ASSIGNED TASK
In the entries below, the lines from the one with "let r#type = match" through the one with "self.coercions.insert(index, Coercion::Done(r#type.clone()));" are to be copied exactly; both ends count.

PROVIDED INFORMATION
--*--

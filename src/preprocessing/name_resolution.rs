use std::collections::{HashMap, hash_map::Entry};

use ariadne::ReportKind;

use crate::{
    ast::{Body, Declaration, Description, Field, Method, TypeExpr},
    metadata::{
        FieldMetadata, MethodMetadata, ParameterMetadata, ResolvedMetadata, ServiceMetadata,
        StructKind, TypeCatalog,
    },
    preprocessing::member_check::{check_members, check_unique},
    reports::{Reports, double_label_report, simple_report},
    syntax::{Span, Spanned},
    types::WireType,
};

#[derive(Debug, Clone, Copy, PartialEq, Eq)]
enum Position {
    Return,
    Value,
}

#[derive(Debug)]
enum Coercion {
    InProgress,
    Done(Option<WireType>),
}

struct Context<'d, 'filename, 'reports> {
    declarations: &'d [Declaration],
    names: HashMap<&'d str, usize>,
    structs: HashMap<usize, WireType>,
    coercions: HashMap<usize, Coercion>,
    catalog: TypeCatalog,
    reports: &'reports mut Reports<'filename>,
    filename: &'filename str,
}

/// Turns declarations into a struct catalog and service metadata.
///
/// Everything that fails to resolve is reported and left out, so the result
/// is only complete when no fatal report was added.
pub fn resolve_names<'filename>(
    description: &Description,
    reports: &mut Reports<'filename>,
    filename: &'filename str,
) -> ResolvedMetadata {
    let declarations = description.declarations.as_slice();
    let mut names: HashMap<&str, usize> = HashMap::new();

    for (index, declaration) in declarations.iter().enumerate() {
        let (name, span) = &declaration.name;

        match names.entry(name.as_str()) {
            Entry::Occupied(entry) => reports.add_fatal(double_label_report(
                format!("the name '{name}' was declared multiple times"),
                format!("the name '{name}' was used again here"),
                *span,
                format!("the name '{name}' was first used here"),
                declarations[*entry.get()].name.1,
                filename,
            )),
            Entry::Vacant(entry) => {
                entry.insert(index);
            }
        }
    }

    let mut context = Context {
        declarations,
        names,
        structs: HashMap::new(),
        coercions: HashMap::new(),
        catalog: TypeCatalog::new(),
        reports,
        filename,
    };

    // Structs are declared up front so fields can refer to any of them,
    // including the struct they belong to.
    for (index, declaration) in context.canonical() {
        let kind = match declaration.body {
            Body::Struct(_) => StructKind::Struct,
            Body::Exception(_) => StructKind::Exception,
            Body::Coerce(_) | Body::Service(_) => continue,
        };

        let (name, span) = &declaration.name;
        match context
            .catalog
            .declare_struct(name.as_str(), kind, declaration.documentation.clone())
        {
            Ok(r#type) => {
                context.structs.insert(index, r#type);
            }
            Err(error) => context.error(error.to_string(), *span),
        }
    }

    let mut services = Vec::new();

    for (index, declaration) in context.canonical() {
        match &declaration.body {
            Body::Struct(fields) | Body::Exception(fields) => {
                context.define_struct(index, &declaration.name, fields);
            }
            Body::Coerce(target) => {
                context.resolve_coercion(index, &declaration.name, target);
            }
            Body::Service(methods) => {
                services.extend(context.resolve_service(declaration, methods));
            }
        }
    }

    ResolvedMetadata {
        catalog: context.catalog,
        services,
    }
}

impl<'d> Context<'d, '_, '_> {
    /// Declarations that own their name; later duplicates have been reported.
    fn canonical(&self) -> Vec<(usize, &'d Declaration)> {
        self.declarations
            .iter()
            .enumerate()
            .filter(|(index, declaration)| {
                self.names.get(declaration.name.0.as_str()) == Some(index)
            })
            .collect()
    }

    fn error(&mut self, message: String, span: Span) {
        self.reports.add_fatal(simple_report(
            ReportKind::Error,
            message,
            span,
            self.filename,
        ));
    }

    fn define_struct(&mut self, index: usize, (name, span): &Spanned<String>, fields: &[Field]) {
        let owner = format!("'{name}'");
        let mut valid = check_members(
            fields.iter().map(|field| (field.id, Some(&field.name))),
            "field",
            &owner,
            self.filename,
            self.reports,
        );

        let mut resolved = Vec::with_capacity(fields.len());
        for field in fields {
            let Some(r#type) = self.resolve_type(&field.r#type, Position::Value) else {
                valid = false;
                continue;
            };

            let metadata = FieldMetadata::new(field.id.0, field.name.0.clone(), r#type);
            resolved.push(match &field.documentation {
                Some(documentation) => metadata.with_documentation(documentation.clone()),
                None => metadata,
            });
        }

        let Some(r#type) = self.structs.get(&index).cloned() else {
            return;
        };
        if valid && let Err(error) = self.catalog.define_fields(&r#type, resolved) {
            self.error(error.to_string(), *span);
        }
    }

    fn resolve_type(
        &mut self,
        (r#type, span): &Spanned<TypeExpr>,
        position: Position,
    ) -> Option<WireType> {
        match r#type {
            TypeExpr::Void if position == Position::Return => Some(WireType::VOID),
            TypeExpr::Void => {
                self.error("void can only be used as a return type".to_string(), *span);
                None
            }
            TypeExpr::Primitive(primitive) => Some(WireType::Primitive(*primitive)),
            TypeExpr::List(element) => self
                .resolve_type(element, Position::Value)
                .map(WireType::list),
            TypeExpr::Set(element) => self
                .resolve_type(element, Position::Value)
                .map(WireType::set),
            TypeExpr::Map(key, value) => {
                let key = self.resolve_type(key, Position::Value);
                let value = self.resolve_type(value, Position::Value);
                Some(WireType::map(key?, value?))
            }
            TypeExpr::Named(name) => {
                let Some(&index) = self.names.get(name.as_str()) else {
                    self.error(format!("there is no type named '{name}'"), *span);
                    return None;
                };

                let declarations = self.declarations;
                let declaration = &declarations[index];

                match &declaration.body {
                    Body::Struct(_) | Body::Exception(_) => self.structs.get(&index).cloned(),
                    Body::Coerce(target) => self.resolve_coercion(index, &declaration.name, target),
                    Body::Service(_) => {
                        self.error(
                            format!("'{name}' is a service and cannot be used as a type"),
                            *span,
                        );
                        None
                    }
                }
            }
        }
    }

    fn resolve_coercion(
        &mut self,
        index: usize,
        (name, span): &Spanned<String>,
        target: &Spanned<TypeExpr>,
    ) -> Option<WireType> {
        match self.coercions.get(&index) {
            Some(Coercion::Done(r#type)) => return r#type.clone(),
            Some(Coercion::InProgress) => {
                self.error(format!("the coerced type '{name}' refers to itself"), *span);
                return None;
            }
            None => {}
        }

        self.coercions.insert(index, Coercion::InProgress);

        let r#type = match self.resolve_type(target, Position::Value) {
            Some(underlying) => match underlying.coerce_to(name.as_str()) {
                Ok(r#type) => Some(r#type),
                Err(error) => {
                    self.error(format!("'{name}' cannot be declared: {error}"), target.1);
                    None
                }
            },
            None => None,
        };

        self.coercions.insert(index, Coercion::Done(r#type.clone()));
        r#type
    }

    fn resolve_service(
        &mut self,
        declaration: &Declaration,
        methods: &[Method],
    ) -> Option<ServiceMetadata> {
        let (name, span) = &declaration.name;

        let mut valid = check_unique(
            methods
                .iter()
                .map(|method| (method.name.0.as_str(), method.name.1)),
            "method",
            self.filename,
            self.reports,
        );

        let mut resolved = Vec::with_capacity(methods.len());
        for method in methods {
            match self.resolve_method(method) {
                Some(method) => resolved.push(method),
                None => valid = false,
            }
        }

        if !valid {
            return None;
        }

        match ServiceMetadata::new(name.clone(), resolved) {
            Ok(service) => Some(match &declaration.documentation {
                Some(documentation) => service.with_documentation(documentation.clone()),
                None => service,
            }),
            Err(error) => {
                self.error(error.to_string(), *span);
                None
            }
        }
    }

    fn resolve_method(&mut self, method: &Method) -> Option<MethodMetadata> {
        let (name, span) = &method.name;
        let owner = format!("method '{name}'");

        let mut valid = check_members(
            method
                .parameters
                .iter()
                .map(|parameter| (parameter.id, Some(&parameter.name))),
            "parameter",
            &owner,
            self.filename,
            self.reports,
        );
        valid &= check_members(
            method.exceptions.iter().map(|throws| (throws.id, None)),
            "exception",
            &owner,
            self.filename,
            self.reports,
        );

        let return_type = self.resolve_type(&method.return_type, Position::Return);

        let mut parameters = Vec::with_capacity(method.parameters.len());
        for parameter in &method.parameters {
            if parameter.documentation.is_some() {
                valid = false;
                self.error("parameters cannot be documented".to_string(), parameter.name.1);
            }

            match self.resolve_type(&parameter.r#type, Position::Value) {
                Some(r#type) => parameters.push(ParameterMetadata::new(
                    parameter.id.0,
                    parameter.name.0.clone(),
                    r#type,
                )),
                None => valid = false,
            }
        }

        let mut exceptions = Vec::with_capacity(method.exceptions.len());
        for throws in &method.exceptions {
            match self.resolve_type(&throws.r#type, Position::Value) {
                Some(r#type) if self.is_exception(&r#type) => exceptions.push((throws, r#type)),
                Some(r#type) => {
                    valid = false;
                    self.error(
                        format!(
                            "'{}' is not an exception and cannot be thrown",
                            r#type.representation()
                        ),
                        throws.r#type.1,
                    );
                }
                None => valid = false,
            }
        }

        if !valid {
            return None;
        }

        let result = MethodMetadata::new(name.clone(), return_type?, parameters).and_then(
            |resolved| {
                exceptions
                    .into_iter()
                    .try_fold(resolved, |resolved, (throws, r#type)| {
                        resolved.with_exception(throws.id.0, r#type, throws.name.clone())
                    })
            },
        );

        match result {
            Ok(resolved) => Some(match &method.documentation {
                Some(documentation) => resolved.with_documentation(documentation.clone()),
                None => resolved,
            }),
            Err(error) => {
                self.error(error.to_string(), *span);
                None
            }
        }
    }

    fn is_exception(&self, r#type: &WireType) -> bool {
        self.catalog
            .struct_metadata(r#type)
            .is_ok_and(|r#struct| r#struct.is_exception())
    }
}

--*--

WRITTEN ANSWER
        let r#type = match self.resolve_type(target, Position::Value) {
            Some(underlying) => match underlying.coerce_to(name.as_str()) {
                Ok(r#type) => Some(r#type),
                Err(error) => {
                    self.error(format!("'{name}' cannot be declared: {error}"), target.1);
                    None
                }
            },
            None => None,
        };

        self.coercions.insert(index, Coercion::Done(r#type.clone()));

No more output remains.